Analyse d'une désérialisation non sécurisée sur JFrog Artifactory - Partie 1

Lors de tests d’intrusion, nous rencontrons régulièrement la solution Artifactory au sein d’environnements internes.

Artifactory est une solution de gestion de dépôts de binaires qui permet l’interfaçage entre différents composants d’une infrastructure CI/CD. Étant souvent un nœud central dans ce type d’infrastructure, sa compromission est intéressante d’un point de vue offensif, car elle permettrait ainsi de rebondir sur les autres systèmes.

Dans cet article, nous allons explorer les détails d’une vulnérabilité rendue publique en mai 2022, et qui pourrait permettre d’exécuter du code arbitraire sur le serveur sous-jacent.

Introduction

La vulnérabilité CVE-2022-0573 a été rendue publique en mai 2022, et a été identifiée par Matthias Kaiser et Jonni Passki.

Cette vulnérabilité, d’un score CVSS de 8,5 est décrite de la manière suivante :

JFrog Artifactory before 7.36.1 and 6.23.41, is vulnerable to Insecure Deserialization of untrusted data which can lead to DoS, Privilege Escalation and Remote Code Execution when a specially crafted request is sent by a low privileged authenticated user due to insufficient validation of a user-provided serialized object.

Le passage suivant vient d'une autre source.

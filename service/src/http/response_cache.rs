//! In-memory response caching.
//!
//! Successful `GET`/`HEAD` responses that declare themselves publicly
//! cacheable are kept in memory and replayed until their freshness lifetime
//! runs out. Entries are keyed by method, scheme, host, path and query, so a
//! response produced for an HTTPS request is never replayed over plain HTTP
//! and vice versa.

use std::{
    sync::{
        atomic::{AtomicUsize, Ordering},
        Arc,
    },
    time::Duration,
};

use axum::{
    body::{to_bytes, Body, Bytes, HttpBody},
    extract::{Request, State},
    http::{
        header::{AGE, AUTHORIZATION, CACHE_CONTROL, PRAGMA, SET_COOKIE, VARY},
        HeaderMap, HeaderValue, Method, StatusCode,
    },
    middleware::Next,
    response::{IntoResponse, Response},
};
use dashmap::DashMap;
use tokio::time::Instant;

use super::{request_host, request_is_https};
use crate::{config::ResponseCachingConfig, rest::ProblemDetails};

#[derive(Debug, Clone)]
struct CachedResponse {
    status: StatusCode,
    headers: HeaderMap,
    body: Bytes,
    stored_at: Instant,
    ttl: Duration,
}

impl CachedResponse {
    fn is_expired(&self, now: Instant) -> bool {
        now.duration_since(self.stored_at) >= self.ttl
    }

    fn size(&self) -> usize {
        self.body.len()
            + self
                .headers
                .iter()
                .map(|(k, v)| k.as_str().len() + v.len())
                .sum::<usize>()
    }

    fn to_response(&self, now: Instant) -> Response {
        let mut response = Response::new(Body::from(self.body.clone()));
        *response.status_mut() = self.status;
        *response.headers_mut() = self.headers.clone();
        let age = now.duration_since(self.stored_at).as_secs();
        response.headers_mut().insert(AGE, HeaderValue::from(age));
        response
    }
}

/// Shared response store with byte accounting.
#[derive(Debug)]
pub struct ResponseCache {
    entries: DashMap<String, CachedResponse>,
    size: AtomicUsize,
    maximum_body_size: usize,
    size_limit: usize,
    trust_forwarded_proto: bool,
}

impl ResponseCache {
    /// Create an empty cache with the configured limits, whether or not
    /// caching is enabled.
    #[must_use]
    pub fn new(config: &ResponseCachingConfig, trust_forwarded_proto: bool) -> Self {
        Self {
            entries: DashMap::new(),
            size: AtomicUsize::new(0),
            maximum_body_size: config.maximum_body_size,
            size_limit: config.size_limit,
            trust_forwarded_proto,
        }
    }

    /// Build the cache, or `None` when response caching is disabled.
    #[must_use]
    pub fn from_config(
        config: &ResponseCachingConfig,
        trust_forwarded_proto: bool,
    ) -> Option<Arc<Self>> {
        config
            .enabled
            .then(|| Arc::new(Self::new(config, trust_forwarded_proto)))
    }

    /// Number of cached responses, including expired ones not yet evicted.
    pub(crate) fn len(&self) -> usize {
        self.entries.len()
    }

    /// Bytes currently accounted to cached responses.
    pub(crate) fn size_bytes(&self) -> usize {
        self.size.load(Ordering::Relaxed)
    }

    fn lookup(&self, key: &str) -> Option<Response> {
        let now = Instant::now();
        {
            let entry = self.entries.get(key)?;
            if !entry.is_expired(now) {
                return Some(entry.to_response(now));
            }
        }
        if let Some((_, removed)) = self.entries.remove_if(key, |_, e| e.is_expired(now)) {
            self.size.fetch_sub(removed.size(), Ordering::Relaxed);
        }
        None
    }

    /// Bytes the cache would hold after replacing `key` with `size` bytes.
    fn projected_size(&self, key: &str, size: usize) -> usize {
        let replaced = self.entries.get(key).map_or(0, |previous| previous.size());
        self.size_bytes().saturating_sub(replaced) + size
    }

    /// Store `entry` under `key`. Returns `false` when it does not fit.
    fn store(&self, key: String, entry: CachedResponse) -> bool {
        let size = entry.size();
        if self.projected_size(&key, size) > self.size_limit {
            self.purge_expired();
            if self.projected_size(&key, size) > self.size_limit {
                return false;
            }
        }

        self.size.fetch_add(size, Ordering::Relaxed);
        if let Some(previous) = self.entries.insert(key, entry) {
            self.size.fetch_sub(previous.size(), Ordering::Relaxed);
        }
        true
    }

    fn purge_expired(&self) {
        let now = Instant::now();
        self.entries.retain(|_, entry| {
            if entry.is_expired(now) {
                self.size.fetch_sub(entry.size(), Ordering::Relaxed);
                false
            } else {
                true
            }
        });
    }
}

/// Parsed `Cache-Control` directives, lowercased names.
fn directives(headers: &HeaderMap) -> Vec<(String, Option<String>)> {
    headers
        .get_all(CACHE_CONTROL)
        .iter()
        .filter_map(|v| v.to_str().ok())
        .flat_map(|v| v.split(','))
        .map(str::trim)
        .filter(|d| !d.is_empty())
        .map(|d| match d.split_once('=') {
            Some((name, value)) => (
                name.trim().to_ascii_lowercase(),
                Some(value.trim().trim_matches('"').to_string()),
            ),
            None => (d.to_ascii_lowercase(), None),
        })
        .collect()
}

fn has_directive(directives: &[(String, Option<String>)], name: &str) -> bool {
    directives.iter().any(|(n, _)| n == name)
}

fn seconds_directive(directives: &[(String, Option<String>)], name: &str) -> Option<u64> {
    directives
        .iter()
        .find(|(n, _)| n == name)
        .and_then(|(_, v)| v.as_deref())
        .and_then(|v| v.parse().ok())
}

/// Freshness lifetime of a response, or `None` if it must not be stored.
fn storable_lifetime(response: &Response) -> Option<Duration> {
    if response.status() != StatusCode::OK {
        return None;
    }
    let headers = response.headers();
    if headers.contains_key(SET_COOKIE) {
        return None;
    }
    if headers
        .get_all(VARY)
        .iter()
        .filter_map(|v| v.to_str().ok())
        .any(|v| v.split(',').any(|f| f.trim() == "*"))
    {
        return None;
    }

    let directives = directives(headers);
    if !has_directive(&directives, "public")
        || has_directive(&directives, "no-store")
        || has_directive(&directives, "no-cache")
        || has_directive(&directives, "private")
    {
        return None;
    }

    let seconds = seconds_directive(&directives, "s-maxage")
        .or_else(|| seconds_directive(&directives, "max-age"))?;
    (seconds > 0).then_some(Duration::from_secs(seconds))
}

fn cache_key(request: &Request, trust_forwarded_proto: bool) -> String {
    let scheme = if request_is_https(request, trust_forwarded_proto) {
        "https"
    } else {
        "http"
    };
    let host = request_host(request).unwrap_or_default().to_ascii_lowercase();
    let path = request
        .uri()
        .path_and_query()
        .map_or("/", |pq| pq.as_str());
    format!("{}\n{scheme}\n{host}\n{path}", request.method())
}

/// Middleware serving and populating the response cache.
pub async fn response_cache_middleware(
    State(cache): State<Arc<ResponseCache>>,
    request: Request,
    next: Next,
) -> Response {
    if !matches!(*request.method(), Method::GET | Method::HEAD)
        || request.headers().contains_key(AUTHORIZATION)
    {
        return next.run(request).await;
    }

    let request_directives = directives(request.headers());
    if has_directive(&request_directives, "no-store") {
        return next.run(request).await;
    }
    let skip_lookup = has_directive(&request_directives, "no-cache")
        || request
            .headers()
            .get(PRAGMA)
            .and_then(|v| v.to_str().ok())
            .is_some_and(|v| v.eq_ignore_ascii_case("no-cache"));

    let key = cache_key(&request, cache.trust_forwarded_proto);
    if !skip_lookup {
        if let Some(response) = cache.lookup(&key) {
            tracing::debug!(key = %key.replace('\n', " "), "response cache hit");
            return response;
        }
    }

    let response = next.run(request).await;
    let Some(ttl) = storable_lifetime(&response) else {
        return response;
    };

    let (parts, body) = response.into_parts();
    let limit = u64::try_from(cache.maximum_body_size).unwrap_or(u64::MAX);
    if !body.size_hint().exact().is_some_and(|len| len <= limit) {
        return Response::from_parts(parts, body);
    }

    let bytes = match to_bytes(body, cache.maximum_body_size).await {
        Ok(bytes) => bytes,
        Err(e) => {
            tracing::error!("Failed to buffer response for caching: {e}");
            return ProblemDetails::internal_error("Failed to read response body").into_response();
        }
    };

    let log_key = key.replace('\n', " ");
    let stored = cache.store(
        key,
        CachedResponse {
            status: parts.status,
            headers: parts.headers.clone(),
            body: bytes.clone(),
            stored_at: Instant::now(),
            ttl,
        },
    );
    if stored {
        tracing::debug!(
            key = %log_key,
            ttl_secs = ttl.as_secs(),
            entries = cache.len(),
            "response cached"
        );
    } else {
        tracing::debug!(key = %log_key, "response cache full, not storing");
    }

    Response::from_parts(parts, Body::from(bytes))
}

Un utilisateur pourrait alors envoyer un objet sérialisé à la solution, qui n’effectuerait pas les contrôles nécessaires sur l’objet envoyé (Désérialisation non sécurisée).

Analyse du code source

Artifactory étant une solution open source, nous pouvons analyser le code source entre une version vulnérable et une version corrigée afin de visualiser les changements effectués.

Cela pourrait permettre de donner une piste sur les fonctionnalités qui seraient affectées par cette vulnérabilité.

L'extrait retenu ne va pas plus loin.